Exercise data:
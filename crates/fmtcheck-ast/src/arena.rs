//! Node arena for AST storage.

use serde::{Deserialize, Serialize};

use crate::base::NodeIndex;
use crate::node::{
    ClassConstantReferenceData, ConstantDeclarationData, ConstantReferenceData,
    FieldReferenceData, MethodReferenceData, Node, NodeData, TypedExpressionData, VariableData,
};
use fmtcheck_common::TextRange;

/// Arena-based storage for AST nodes.
/// Nodes are stored contiguously and referenced by index.
#[derive(Clone, Debug, Default, Serialize, Deserialize)]
#[serde(transparent)]
pub struct NodeArena {
    pub nodes: Vec<Node>,
}

impl NodeArena {
    pub fn new() -> NodeArena {
        NodeArena { nodes: Vec::new() }
    }

    pub fn with_capacity(capacity: usize) -> NodeArena {
        NodeArena {
            nodes: Vec::with_capacity(capacity),
        }
    }

    /// Add a node to the arena and return its index
    pub fn add(&mut self, node: Node) -> NodeIndex {
        let index = self.nodes.len() as u32;
        self.nodes.push(node);
        NodeIndex(index)
    }

    /// Get a node by index
    pub fn get(&self, index: NodeIndex) -> Option<&Node> {
        if index.is_none() {
            None
        } else {
            self.nodes.get(index.0 as usize)
        }
    }

    /// Get a mutable node by index
    pub fn get_mut(&mut self, index: NodeIndex) -> Option<&mut Node> {
        if index.is_none() {
            None
        } else {
            self.nodes.get_mut(index.0 as usize)
        }
    }

    /// Get the number of nodes
    pub fn len(&self) -> usize {
        self.nodes.len()
    }

    /// Check if the arena is empty
    pub fn is_empty(&self) -> bool {
        self.nodes.is_empty()
    }

    pub fn range(&self, index: NodeIndex) -> Option<TextRange> {
        self.get(index).map(Node::range)
    }

    pub fn parent(&self, index: NodeIndex) -> Option<NodeIndex> {
        self.get(index).and_then(|n| n.parent.into_option())
    }

    // -------------------------------------------------------------------------
    // Typed accessors
    // -------------------------------------------------------------------------

    pub fn get_method_reference(&self, index: NodeIndex) -> Option<&MethodReferenceData> {
        match &self.get(index)?.data {
            NodeData::MethodReference(call) => Some(call),
            _ => None,
        }
    }

    pub fn get_field_reference(&self, index: NodeIndex) -> Option<&FieldReferenceData> {
        match &self.get(index)?.data {
            NodeData::FieldReference(field) => Some(field),
            _ => None,
        }
    }

    pub fn get_variable(&self, index: NodeIndex) -> Option<&VariableData> {
        match &self.get(index)?.data {
            NodeData::Variable(var) => Some(var),
            _ => None,
        }
    }

    pub fn get_class_reference_fqn(&self, index: NodeIndex) -> Option<&str> {
        match &self.get(index)?.data {
            NodeData::ClassReference { fqn } => Some(fqn),
            _ => None,
        }
    }

    pub fn get_string_literal(&self, index: NodeIndex) -> Option<&str> {
        match &self.get(index)?.data {
            NodeData::StringLiteral { contents } => Some(contents),
            _ => None,
        }
    }

    pub fn get_class_constant_reference(
        &self,
        index: NodeIndex,
    ) -> Option<&ClassConstantReferenceData> {
        match &self.get(index)?.data {
            NodeData::ClassConstantReference(reference) => Some(reference),
            _ => None,
        }
    }

    pub fn get_constant_reference(&self, index: NodeIndex) -> Option<&ConstantReferenceData> {
        match &self.get(index)?.data {
            NodeData::ConstantReference(reference) => Some(reference),
            _ => None,
        }
    }

    pub fn get_constant_declaration(&self, index: NodeIndex) -> Option<&ConstantDeclarationData> {
        match &self.get(index)?.data {
            NodeData::ConstantDeclaration(decl) => Some(decl),
            _ => None,
        }
    }

    pub fn get_typed_expression(&self, index: NodeIndex) -> Option<&TypedExpressionData> {
        match &self.get(index)?.data {
            NodeData::TypedExpression(expr) => Some(expr),
            _ => None,
        }
    }

    // -------------------------------------------------------------------------
    // Traversal
    // -------------------------------------------------------------------------

    /// Child indices of `index` in source order. `NONE` links are skipped.
    pub fn children(&self, index: NodeIndex) -> Vec<NodeIndex> {
        let Some(node) = self.get(index) else {
            return Vec::new();
        };

        let add_opt = |children: &mut Vec<NodeIndex>, idx: NodeIndex| {
            if idx.is_some() {
                children.push(idx);
            }
        };

        let mut children = Vec::new();
        match &node.data {
            NodeData::SourceFile { statements } | NodeData::Block { statements } => {
                children.extend(statements.iter().copied().filter(|i| i.is_some()));
            }
            NodeData::Other { children: list, .. } => {
                children.extend(list.iter().copied().filter(|i| i.is_some()));
            }
            NodeData::MethodReference(call) => {
                add_opt(&mut children, call.receiver);
                children.extend(call.arguments.iter().copied().filter(|i| i.is_some()));
            }
            NodeData::FieldReference(field) => {
                add_opt(&mut children, field.receiver);
            }
            NodeData::ClassConstantReference(reference) => {
                add_opt(&mut children, reference.class_reference);
            }
            NodeData::ConstantDeclaration(decl) => {
                add_opt(&mut children, decl.default_value);
            }
            NodeData::Parenthesized { expression } => {
                add_opt(&mut children, *expression);
            }
            NodeData::Variable(_)
            | NodeData::ClassReference { .. }
            | NodeData::StringLiteral { .. }
            | NodeData::ConstantReference(_)
            | NodeData::Leaf { .. }
            | NodeData::TypedExpression(_) => {}
        }
        children
    }

    /// Point every child's `parent` at its owner, leaving links the host
    /// already set untouched.
    pub fn link_parents(&mut self) {
        for index in 0..self.nodes.len() {
            let owner = NodeIndex(index as u32);
            for child in self.children(owner) {
                if let Some(node) = self.get_mut(child)
                    && node.parent.is_none()
                {
                    node.parent = owner;
                }
            }
        }
    }

    /// All nodes reachable from `root`, parents before children, siblings in
    /// source order. Each node is yielded once even if the links form a cycle.
    pub fn preorder(&self, root: NodeIndex) -> Vec<NodeIndex> {
        let mut seen = vec![false; self.nodes.len()];
        let mut order = Vec::new();
        let mut stack = vec![root];

        while let Some(index) = stack.pop() {
            let Some(slot) = seen.get_mut(index.0 as usize) else {
                continue;
            };
            if *slot {
                continue;
            }
            *slot = true;
            order.push(index);

            let children = self.children(index);
            stack.extend(children.into_iter().rev());
        }

        order
    }
}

Directions for this task: Return the number of lines in the records holding the string "root", without any other words.

Answer: 3